Revenues grew 11% in FY20 over last year. Its reported revenue, excluding partnerships for FY20 was Rs.1885crs and PAT- Rs.95crs (Tax credit- Rs.10crs)
Consolidated EBITDA grew 65% in FY20 over last year. Cost savings have ensured higher EBITDA margins at 14.6%. Going forward, with more maturing facilities and closure of weaker units (Pitampura), the EBITDA margins can be expected to rise further, once the CAPEX is complete.
(The figures are basis occupied beds only.)
EBITDA/bed has seen considerable growth over the past 3 years with 65% growth in FY20 over last year.
Peer Group Comparison:
(Source: Investor Presentation)
Among peers, Max has the highest EBITDA margins and EBITDA/bed figure, which is a function of the service mix and location advantage discussed above.
(ALOS – Average Length of Stay)
Max currently has a long-term debt of Rs.1750crs (analyst call, 30th July), out of which Rs.620crs is unsecured and guaranteed by KKR.
It also has a put option liability of Rs.550crs, with regards to shareholders of Max Saket(Max will buy the remaining stake). Rs.450crs short-term loan from a shareholder, Radiant Life Care Pvt Ltd. and a liability, possibly for the payment of put option liability. The company as of June’20 is at 4x-net debt-to EBITDA. Finance cost was Rs.220crs (including Radiant)
Debt repayment for loans is spread over 6-13 years. Interest rate is in the range of 9.6%-10.55%.
Key Risk Factors:
The most important risk factor which remains to be seen is the benefit of the merger. Synergies which were expected, need to be realised.
If unions are not managed, legacy employee cost at some facilities will not go down. VRS will put pressure on the balance sheet, or the cost would have to be managed till new beds are added so that existing costs are rationalized with more beds.
In recent years, due to issues with Max’s competitors (Fortis), it was able to attract more talent.

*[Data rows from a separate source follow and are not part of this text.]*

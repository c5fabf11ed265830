//! Candidate endpoints: listing, search by email or name, lookup by ID and
//! note creation.

use serde::Serialize;
use serde_json::Value;

use super::{insert_present, single, to_payload};
use crate::client::AshbyClient;
use crate::error::AshbyError;
use crate::types::Payload;
use crate::validation::{require_any, require_non_blank};

#[derive(Debug, Serialize)]
#[serde(rename_all = "camelCase")]
struct CreateNoteRequest<'a> {
    candidate_id: &'a str,
    note: &'a str,
    send_notifications: bool,
}

/// Candidate endpoints
#[derive(Debug, Clone, Copy)]
pub struct Candidates<'a> {
    client: &'a AshbyClient,
}

impl<'a> Candidates<'a> {
    pub(crate) fn new(client: &'a AshbyClient) -> Self {
        Self { client }
    }

    /// Fetches all candidates, following pagination
    pub async fn list(&self) -> Result<Vec<Value>, AshbyError> {
        self.client
            .paginated_post("candidate.list", Payload::new())
            .await
    }

    /// Finds candidates by email and/or name; at least one is required
    pub async fn search(
        &self,
        email: Option<&str>,
        name: Option<&str>,
    ) -> Result<Value, AshbyError> {
        let mut payload = Payload::new();
        insert_present(&mut payload, "email", email);
        insert_present(&mut payload, "name", name);
        require_any(&payload, "You must provide at least an email or a name")?;

        self.client.post_results("candidate.search", payload).await
    }

    /// Finds a candidate by their Ashby ID
    pub async fn find_by_id(&self, id: &str) -> Result<Value, AshbyError> {
        let id = require_non_blank(id, "Candidate ID is required")?;
        self.client
            .post_results("candidate.info", single("id", id))
            .await
    }

    /// Adds a note to a candidate's profile.
    ///
    /// Fails with `OperationFailed` when the API answers `success: false`.
    pub async fn create_note(
        &self,
        candidate_id: &str,
        note: &str,
        send_notifications: bool,
    ) -> Result<Value, AshbyError> {
        let candidate_id = require_non_blank(candidate_id, "Candidate ID is required")?;
        let note = require_non_blank(note, "Note content is required")?;

        let payload = to_payload(&CreateNoteRequest {
            candidate_id,
            note,
            send_notifications,
        })?;
        self.client
            .post_mutation("candidate.createNote", payload, "Failed to create note")
            .await
    }
}
impl AshbyClient {
    /// Create a client using the default `reqwest` transport
    pub fn new(config: Configuration) -> Result<Self, AshbyError> {
        let http_client = config.build_http_client()?;
        Ok(Self::with_transport(
            config,
            Arc::new(ReqwestTransport::new(http_client)),
        ))
    }

    /// Create a client sending requests through a custom transport
    pub fn with_transport(config: Configuration, transport: Arc<dyn HttpTransport>) -> Self {
        Self {
            config: Arc::new(config),
            transport,
        }
    }

    /// Returns a builder for constructing `AshbyClient`
    pub fn builder() -> AshbyClientBuilder {
        AshbyClientBuilder::new()
    }

    /// Create a client configured from `ASHBY_API_TOKEN` / `ASHBY_BASE_URL`
    pub fn from_env() -> Result<Self, AshbyError> {
        Self::new(Configuration::from_env()?)
    }

    pub fn config(&self) -> &Configuration {
        &self.config
    }

    /// Mutable access to the configuration.
    ///
    /// Timeouts are applied when the client is built; changing them here has no
    /// effect on the existing transport.
    pub fn config_mut(&mut self) -> &mut Configuration {
        Arc::make_mut(&mut self.config)
    }

    /// Resets the configuration to its defaults, clearing the API token.
    pub fn reset(&mut self) {
        self.config_mut().reset();
    }

    /// `<base_url>/<path>`, plus the URL-encoded query string when `params` is non-empty.
    pub fn build_url(&self, path: &str, params: &[(&str, &str)]) -> String {
        let mut url = format!(
            "{}/{}",
            self.config.base_url.trim_end_matches('/'),
            path.trim_start_matches('/')
        );
        if !params.is_empty() {
            let query = params
                .iter()
                .map(|(k, v)| format!("{}={}", urlencoding::encode(k), urlencoding::encode(v)))
                .collect::<Vec<_>>()
                .join("&");
            url.push('?');
            url.push_str(&query);
        }
        url
    }

    /// Issue a GET request and parse the JSON response
    pub async fn get(&self, path: &str, params: &[(&str, &str)]) -> Result<Value, AshbyError> {
        let url = self.build_url(path, params);
        self.execute(HttpMethod::Get, url, None).await
    }

    /// Issue a POST request with `payload` as the JSON body and parse the JSON response
    pub async fn post(&self, path: &str, payload: Payload) -> Result<Value, AshbyError> {
        let url = self.build_url(path, &[]);
        self.execute(HttpMethod::Post, url, Some(Value::Object(payload)))
            .await
    }

    /// POST to a list endpoint and collect every page, using the configured
    /// pagination options.
    pub async fn paginated_post(
        &self,
        path: &str,
        payload: Payload,
    ) -> Result<Vec<Value>, AshbyError> {
        let options = self.config.pagination;
        self.paginated_post_with(path, payload, &options).await
    }

    /// Same as [`paginated_post`](Self::paginated_post) with explicit options
    pub async fn paginated_post_with(
        &self,
        path: &str,
        payload: Payload,
        options: &PaginationOptions,
    ) -> Result<Vec<Value>, AshbyError> {
        if options.page_size == 0 {
            return Err(AshbyError::ConfigurationError(
                "page_size must be greater than zero".to_string(),
            ));
        }
        if options.max_pages == Some(0) {
            return Err(AshbyError::ConfigurationError(
                "max_pages must be greater than zero".to_string(),
            ));
        }
        pagination::collect_pages(path, &payload, options, move |page_payload| {
            self.post(path, page_payload)
        })
        .await
    }

    /// POST and unwrap the `results` field
    pub(crate) async fn post_results(
        &self,
        path: &str,
        payload: Payload,
    ) -> Result<Value, AshbyError> {
        self.post(path, payload).await.map(types::into_results)
    }

    /// POST and unwrap the `results` field as a list
    pub(crate) async fn post_results_list(
        &self,
        path: &str,
        payload: Payload,
    ) -> Result<Vec<Value>, AshbyError> {
        self.post(path, payload).await.map(types::into_results_list)
    }

    /// POST a mutating call, fail on `success: false`, unwrap `results`
    pub(crate) async fn post_mutation(
        &self,
        path: &str,
        payload: Payload,
        context: &str,
    ) -> Result<Value, AshbyError> {
        let response = self.post(path, payload).await?;
        types::ensure_success(response, context).map(types::into_results)
    }

    fn build_headers(&self, method: HttpMethod) -> Result<HeaderMap, AshbyError> {
        let mut builder = HttpHeaderBuilder::new()
            .with_basic_auth(self.config.expose_token()?)?
            .with_json_accept();
        if method == HttpMethod::Post {
            builder = builder.with_json_content_type();
        }
        if let Some(user_agent) = &self.config.user_agent {
            builder = builder.with_user_agent(user_agent)?;
        }
        Ok(builder.build())
    }

    async fn execute(
        &self,
        method: HttpMethod,
        url: String,
        body: Option<Value>,
    ) -> Result<Value, AshbyError> {
        let headers = self.build_headers(method)?;
        let request_id = uuid::Uuid::new_v4().to_string();

        tracing::debug!(target: "ashby::http", request_id = %request_id, method = %method, url = %url, "sending request");

        let request = HttpTransportRequest {
            request_id: request_id.clone(),
            method,
            url: url.clone(),
            headers,
            body,
        };

        let response = match self.transport.execute(request).await {
            Ok(response) => response,
            Err(err) => {
                tracing::debug!(target: "ashby::http", request_id = %request_id, url = %url, err = %err, "request error");
                return Err(err);
            }
        };

        tracing::debug!(target: "ashby::http", request_id = %request_id, url = %url, status = response.status, "response received");

        if !response.is_success() {
            let err = api_error_from_response(&response);
            tracing::debug!(target: "ashby::http", request_id = %request_id, url = %url, err = %err, "request error");
            return Err(err);
        }

        serde_json::from_slice(&response.body).map_err(|e| {
            AshbyError::ParseError(format!("Failed to parse response from {url}: {e}"))
        })
    }
}

fn api_error_from_response(response: &HttpTransportResponse) -> AshbyError {
    let details: Option<Value> = serde_json::from_slice(&response.body).ok();
    let message = details
        .as_ref()
        .and_then(types::error_message)
        .or_else(|| {
            let text = String::from_utf8_lossy(&response.body).trim().to_string();
            (!text.is_empty()).then_some(text)
        })
        .or_else(|| {
            reqwest::StatusCode::from_u16(response.status)
                .ok()
                .and_then(|s| s.canonical_reason())
                .map(str::to_string)
        })
        .unwrap_or_else(|| "Unknown error".to_string());

    AshbyError::ApiError {
        code: response.status,
        message,
        details,
    }
}

/// Builder for `AshbyClient`
#[derive(Default)]
pub struct AshbyClientBuilder {
    config: ConfigurationBuilder,
    transport: Option<Arc<dyn HttpTransport>>,
}

impl AshbyClientBuilder {
    pub fn new() -> Self {
        Self::default()
    }

    pub fn api_token(mut self, token: impl Into<String>) -> Self {
        self.config = self.config.api_token(token);
        self
    }

    pub fn base_url(mut self, base_url: impl Into<String>) -> Self {
        self.config = self.config.base_url(base_url);
        self
    }

    pub fn timeout(mut self, timeout: Option<Duration>) -> Self {
        self.config = self.config.timeout(timeout);
        self
    }

    pub fn connect_timeout(mut self, connect_timeout: Option<Duration>) -> Self {
        self.config = self.config.connect_timeout(connect_timeout);
        self
    }

    pub fn user_agent(mut self, user_agent: impl Into<String>) -> Self {
        self.config = self.config.user_agent(user_agent);
        self
    }

    pub fn page_size(mut self, page_size: u32) -> Self {
        self.config = self.config.page_size(page_size);
        self
    }

    pub fn max_pages(mut self, max_pages: u32) -> Self {
        self.config = self.config.max_pages(max_pages);
        self
    }

    pub fn max_duration(mut self, max_duration: Duration) -> Self {
        self.config = self.config.max_duration(max_duration);
        self
    }

    /// Send requests through a custom transport instead of `reqwest`
    pub fn transport(mut self, transport: Arc<dyn HttpTransport>) -> Self {
        self.transport = Some(transport);
        self
    }

    pub fn build(self) -> Result<AshbyClient, AshbyError> {
        let config = self.config.build()?;
        match self.transport {
            Some(transport) => Ok(AshbyClient::with_transport(config, transport)),
            None => AshbyClient::new(config),
        }
    }
}
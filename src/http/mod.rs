//! HTTP plumbing: header construction and the pluggable transport.

pub mod headers;
pub mod transport;

pub use headers::{HttpHeaderBuilder, basic_auth_value};
pub use transport::{
    HttpMethod, HttpTransport, HttpTransportRequest, HttpTransportResponse, ReqwestTransport,
};
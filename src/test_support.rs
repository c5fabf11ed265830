//! In-memory transport used by unit tests.

use async_trait::async_trait;
use reqwest::header::HeaderMap;
use serde_json::Value;
use std::collections::VecDeque;
use std::sync::{Arc, Mutex};

use crate::client::AshbyClient;
use crate::error::AshbyError;
use crate::http::{HttpTransport, HttpTransportRequest, HttpTransportResponse};

/// Records every request and answers with queued replies, in order.
///
/// When the queue is empty the request is still recorded and fails with
/// `AshbyError::HttpError`.
#[derive(Clone, Default)]
pub(crate) struct RecordingTransport {
    calls: Arc<Mutex<Vec<HttpTransportRequest>>>,
    replies: Arc<Mutex<VecDeque<HttpTransportResponse>>>,
}

impl RecordingTransport {
    pub(crate) fn with_replies(replies: Vec<Value>) -> Self {
        let transport = Self::default();
        for reply in replies {
            transport.push_json(reply);
        }
        transport
    }

    pub(crate) fn push_json(&self, body: Value) {
        self.push_raw(200, serde_json::to_vec(&body).expect("json bytes"));
    }

    pub(crate) fn push_raw(&self, status: u16, body: Vec<u8>) {
        self.replies.lock().expect("lock").push_back(HttpTransportResponse {
            status,
            headers: HeaderMap::new(),
            body,
        });
    }

    pub(crate) fn calls(&self) -> Vec<HttpTransportRequest> {
        self.calls.lock().expect("lock").clone()
    }

    /// JSON bodies of every recorded request
    pub(crate) fn bodies(&self) -> Vec<Value> {
        self.calls()
            .into_iter()
            .map(|c| c.body.unwrap_or(Value::Null))
            .collect()
    }

    /// URL paths (without the base URL) of every recorded request
    pub(crate) fn paths(&self) -> Vec<String> {
        self.calls()
            .into_iter()
            .map(|c| c.url.rsplit('/').next().unwrap_or_default().to_string())
            .collect()
    }

    pub(crate) fn client(&self) -> AshbyClient {
        AshbyClient::builder()
            .api_token("test-token")
            .base_url("https://api.example.invalid")
            .transport(Arc::new(self.clone()))
            .build()
            .expect("client")
    }
}

#[async_trait]
impl HttpTransport for RecordingTransport {
    async fn execute(
        &self,
        request: HttpTransportRequest,
    ) -> Result<HttpTransportResponse, AshbyError> {
        self.calls.lock().expect("lock").push(request);
        self.replies
            .lock()
            .expect("lock")
            .pop_front()
            .ok_or_else(|| AshbyError::HttpError("connection refused".to_string()))
    }
}
//! Custom field values on jobs, candidates, applications and other objects.

use serde::Serialize;
use serde_json::Value;

use super::to_payload;
use crate::client::AshbyClient;
use crate::error::AshbyError;
use crate::validation::{is_blank, require_non_blank};

#[derive(Debug, Serialize)]
#[serde(rename_all = "camelCase")]
struct SetValueRequest<'a> {
    object_id: &'a str,
    object_type: &'a str,
    field_id: &'a str,
    field_value: Value,
}

/// Custom field endpoints
#[derive(Debug, Clone, Copy)]
pub struct CustomFields<'a> {
    client: &'a AshbyClient,
}

impl<'a> CustomFields<'a> {
    pub(crate) fn new(client: &'a AshbyClient) -> Self {
        Self { client }
    }

    /// Assigns `field_value` to custom field `field_id` on an object.
    ///
    /// ```rust,ignore
    /// client
    ///     .custom_fields()
    ///     .set_value("job_abc123", "Job", "cf_custom_location", "Remote")
    ///     .await?;
    /// ```
    pub async fn set_value(
        &self,
        object_id: &str,
        object_type: &str,
        field_id: &str,
        field_value: impl Into<Value>,
    ) -> Result<Value, AshbyError> {
        let object_id = require_non_blank(object_id, "`object_id` is required")?;
        let object_type = require_non_blank(object_type, "`object_type` is required")?;
        let field_id = require_non_blank(field_id, "`field_id` is required")?;
        let field_value = field_value.into();
        if is_blank(&field_value) {
            return Err(AshbyError::invalid_input("`field_value` is required"));
        }

        let payload = to_payload(&SetValueRequest {
            object_id,
            object_type,
            field_id,
            field_value,
        })?;
        self.client
            .post_mutation(
                "customField.setValue",
                payload,
                "Failed to set custom field value",
            )
            .await
    }
}
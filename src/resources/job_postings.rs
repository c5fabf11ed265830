//! Job posting endpoints.
//!
//! Besides plain lookups this module resolves the postings linked to a job and
//! exposes the `linkedData` / `applicationFormDefinition` sections of a posting.

use serde::Serialize;
use serde_json::Value;

use super::{field_of, single, to_payload};
use crate::client::AshbyClient;
use crate::error::AshbyError;
use crate::types::Payload;
use crate::validation::require_non_blank;

/// Filters accepted by `jobPosting.list`
#[derive(Debug, Clone, Default, PartialEq, Eq, Serialize)]
#[serde(rename_all = "camelCase")]
pub struct JobPostingFilter {
    /// Only postings publicly listed on the job board. Sent only when `true`.
    #[serde(skip_serializing_if = "is_not_set")]
    pub listed_only: Option<bool>,
    #[serde(skip_serializing_if = "Option::is_none")]
    pub job_board_id: Option<String>,
}

fn is_not_set(flag: &Option<bool>) -> bool {
    *flag != Some(true)
}

impl JobPostingFilter {
    pub fn new() -> Self {
        Self::default()
    }

    pub fn listed_only(mut self) -> Self {
        self.listed_only = Some(true);
        self
    }

    pub fn with_job_board_id(mut self, job_board_id: impl Into<String>) -> Self {
        self.job_board_id = Some(job_board_id.into());
        self
    }
}

/// Job posting endpoints
#[derive(Debug, Clone, Copy)]
pub struct JobPostings<'a> {
    client: &'a AshbyClient,
}

impl<'a> JobPostings<'a> {
    pub(crate) fn new(client: &'a AshbyClient) -> Self {
        Self { client }
    }

    /// Lists listed and unlisted job postings
    pub async fn list(&self) -> Result<Vec<Value>, AshbyError> {
        self.list_with(&JobPostingFilter::default()).await
    }

    pub async fn list_with(&self, filter: &JobPostingFilter) -> Result<Vec<Value>, AshbyError> {
        let payload = to_payload(filter)?;
        self.client
            .post_results_list("jobPosting.list", payload)
            .await
    }

    /// Finds a job posting by its Ashby ID
    pub async fn find_by_id(&self, id: &str) -> Result<Value, AshbyError> {
        let id = require_non_blank(id, "Job Posting ID is required")?;
        self.client
            .post_results("jobPosting.info", single("jobPostingId", id))
            .await
    }

    /// Structured data for search-engine rich results, `null` when absent
    pub async fn linked_data(&self, id: &str) -> Result<Value, AshbyError> {
        let posting = self.find_by_id(id).await?;
        Ok(field_of(&posting, "linkedData"))
    }

    pub async fn application_form_definition(&self, id: &str) -> Result<Value, AshbyError> {
        let posting = self.find_by_id(id).await?;
        Ok(field_of(&posting, "applicationFormDefinition"))
    }

    /// Updates a job posting with the fields in `payload`.
    pub async fn update(&self, id: &str, mut payload: Payload) -> Result<Value, AshbyError> {
        let id = require_non_blank(id, "Job Posting ID is required")?;
        if payload.is_empty() {
            return Err(AshbyError::invalid_input("Update payload cannot be empty"));
        }
        payload.insert("jobPostingId".to_string(), Value::from(id));

        self.client
            .post_mutation("jobPosting.update", payload, "Failed to update job posting")
            .await
    }

    /// Every posting linked to a job.
    ///
    /// Fetches the job, then each ID in its `jobPostingIds`, one request at a
    /// time and in order. A job without postings yields an empty list.
    pub async fn by_job_id(&self, job_id: &str) -> Result<Vec<Value>, AshbyError> {
        let job_id = require_non_blank(job_id, "Job ID is required")?;
        let job = self
            .client
            .post_results("job.info", single("id", job_id))
            .await?;

        let ids: Vec<String> = match field_of(&job, "jobPostingIds") {
            Value::Array(ids) => ids
                .into_iter()
                .filter_map(|id| id.as_str().map(str::to_string))
                .collect(),
            _ => Vec::new(),
        };

        let mut postings = Vec::with_capacity(ids.len());
        for id in &ids {
            postings.push(self.find_by_id(id).await?);
        }
        Ok(postings)
    }
}
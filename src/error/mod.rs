//! Error Handling Module
//!
//! This module provides the error type shared by every operation of the client:
//! - Core error type (`AshbyError`)
//! - Classification helpers (`status_code`, `is_client_error`, ...)
//! - Type conversions from common error types
//!
//! # Example
//!
//! ```rust,ignore
//! use ashby::AshbyError;
//!
//! let error = AshbyError::api_error(404, "Not found");
//! assert_eq!(error.status_code(), Some(404));
//! assert!(error.is_client_error());
//! ```

// Module declarations
mod conversions;
pub mod types;

// Re-exports for public API
pub use types::*;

The reverse can happen too, i.e, Doctors moving back after the issue is resolved.
Then there is the general risk of having high debt, being in a high operating level business, regulatory risks surrounding price control of drugs (took a hit of Rs.20crs in FY19 due to price cuts in oncology drugs), rising minimum wage in Delhi NCR region and legal risk if a patient files a case and it has to spend on compensation/legal fees.
The sector as a whole has tailwinds with higher potential of medical tourism owing to cheaper medical costs in India, increasing paying capacity, deeper insurance penetration, more government schemes and spending on healthcare, increasing health awareness and innovative treatment solutions with the increased scope of surgeries covered.
Max has a very good brand name in North India. Mr Abhay Soi, has successfully executed the turnaround of BLK Hospital and the same execution could be expected from him, but with bigger size comes bigger complexities.
The developments and performance are needed to be tracked with respect to operating efficiency, execution of CAPEX plans, debt levels and improvement in payor mix & segment mix. It also has a retail network of pathology labs, which can be scaled, but lacks attention due to other issues surrounding the merger.